Statistical inference and feasibility determination: a nonasymptotic approach

TL;DR

This paper introduces non-asymptotic methods for hypothesis testing in regression models that control errors without relying on traditional assumptions, applicable even with complex restrictions and large parameter spaces.

Contribution

It develops non-asymptotic hypothesis testing procedures that do not depend on estimation or sparsity assumptions, applicable to nonlinear models and large restrictions.

Findings

Non-asymptotic error control for fixed sample sizes.

Method bypasses sparsity and regularization assumptions.

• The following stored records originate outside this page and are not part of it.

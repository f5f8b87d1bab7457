//! How this crate sees the scene graph.
//!
//! Scene graphs implement [`Spatial`] and [`Geometry`] for their nodes; [`SceneObject`]
//! is a minimal implementation for applications without one, and for tests.

use alloc::sync::Arc;

use crate::light::{Light, LightList};
use crate::math::{Bound, WorldPoint};

/// Something with a place in the world.
pub trait Spatial {
    /// Returns the world-space bounding volume, if known.
    fn world_bound(&self) -> Option<Bound>;

    /// Returns the world-space position of the object's origin.
    fn world_translation(&self) -> WorldPoint;
}

/// Something that is drawn and therefore needs to know which lights affect it.
///
/// Scene roots are also [`Geometry`]: their world light list is every light in the
/// scene.
pub trait Geometry: Spatial {
    /// Returns the lights that may affect this object, nearest first.
    ///
    /// Keeping this list sorted (for example with [`LightList::sort_by_distance()`]) is
    /// the scene graph's job; probe blending depends on it.
    fn world_light_list(&self) -> &LightList;
}

/// A renderable object, or scene root, with a fixed position, bound, and light list.
#[derive(Clone, Debug, Default)]
pub struct SceneObject {
    translation: WorldPoint,
    bound: Option<Bound>,
    lights: LightList,
}

impl SceneObject {
    /// Constructs an object at `translation` with no bound and no lights.
    #[inline]
    pub fn new(translation: WorldPoint) -> Self {
        Self {
            translation,
            bound: None,
            lights: LightList::new(),
        }
    }

    /// Sets the bound, builder-style.
    #[must_use]
    #[inline]
    pub fn with_bound(mut self, bound: impl Into<Bound>) -> Self {
        self.bound = Some(bound.into());
        self
    }

    /// Adds lights, builder-style, then sorts the light list nearest first.
    #[must_use]
    #[inline]
    pub fn with_lights(mut self, lights: impl IntoIterator<Item = Arc<Light>>) -> Self {
        self.lights.extend(lights);
        self.sort_lights();
        self
    }

    /// Moves the object. The light list is not re-sorted.
    #[inline]
    pub fn set_translation(&mut self, translation: WorldPoint) {
        self.translation = translation;
    }

    /// Replaces the bound. The light list is not re-sorted.
    #[inline]
    pub fn set_bound(&mut self, bound: Option<Bound>) {
        self.bound = bound;
    }

    /// Appends a light without re-sorting.
    #[inline]
    pub fn add_light(&mut self, light: Arc<Light>) {
        self.lights.push(light);
    }

    /// Sorts the light list nearest first, relative to this object.
    #[inline]
    pub fn sort_lights(&mut self) {
        let mut lights = core::mem::take(&mut self.lights);
        lights.sort_by_distance(self);
        self.lights = lights;
    }
}

impl Spatial for SceneObject {
    #[inline]
    fn world_bound(&self) -> Option<Bound> {
        self.bound
    }

    #[inline]
    fn world_translation(&self) -> WorldPoint {
        self.translation
    }
}

impl Geometry for SceneObject {
    #[inline]
    fn world_light_list(&self) -> &LightList {
        &self.lights
    }
}

#[cfg(test)]
mod tests {
    use super::*;
    use crate::light::{DirectionalLight, PointLight};
    use crate::math::Aab;
    use euclid::point3;

    fn point_light(x: f32) -> Arc<Light> {
        Arc::new(Light::new(PointLight::new(point3(x, 0., 0.), 1.).unwrap()))
    }

    #[test]
    fn with_lights_sorts_nearest_first() {
        let far = point_light(10.);
        let near = point_light(2.);
        let directional = Arc::new(Light::new(DirectionalLight::default()));
        let object = SceneObject::new(point3(0., 0., 0.))
            .with_bound(Aab::new(-1., 1., -1., 1., -1., 1.))
            .with_lights([Arc::clone(&far), Arc::clone(&near), Arc::clone(&directional)]);

        let ids: alloc::vec::Vec<_> = object.world_light_list().iter().map(|l| l.id()).collect();
        assert_eq!(ids, vec![directional.id(), near.id(), far.id()]);
    }

    #[test]
    fn add_light_does_not_sort() {
        let far = point_light(10.);
        let near = point_light(2.);
        let mut object = SceneObject::new(point3(0., 0., 0.));
        object.add_light(Arc::clone(&far));
        object.add_light(Arc::clone(&near));
        assert_eq!(object.world_light_list().get(0).map(|l| l.id()), Some(far.id()));

        object.sort_lights();
        assert_eq!(object.world_light_list().get(0).map(|l| l.id()), Some(near.id()));
    }
}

Links to Farkas' lemma suggest broader applications.

Abstract

We develop non-asymptotically justified methods for hypothesis testing about the $p-$dimensional coefficients $\theta^{*}$ in (possibly nonlinear) regression models. Given a function $h:\,\mathbb{R}^{p}\mapsto\mathbb{R}^{m}$, we consider the null hypothesis $H_{0}:\,h(\theta^{*})\in\Omega$ against the alternative hypothesis $H_{1}:\,h(\theta^{*})\notin\Omega$, where $\Omega$ is a nonempty closed subset of $\mathbb{R}^{m}$ and $h$ can be nonlinear in $\theta^{*}$. Our (nonasymptotic) control on the Type I and Type II errors holds for fixed $n$ and does not rely on well-behaved estimation error or prediction error; in particular, when the number of restrictions in $H_{0}$ is large relative to $p-n$, we show it is possible to bypass the sparsity assumption on $\theta^{*}$ (for both Type I and Type II error control), regularization on the estimates of $\theta^{*}$, and other inherent challenges in an inverse problem. We also demonstrate an interesting link between our framework and Farkas' lemma (in math programming) under uncertainty, which points to some potential applications of our method outside traditional hypothesis testing.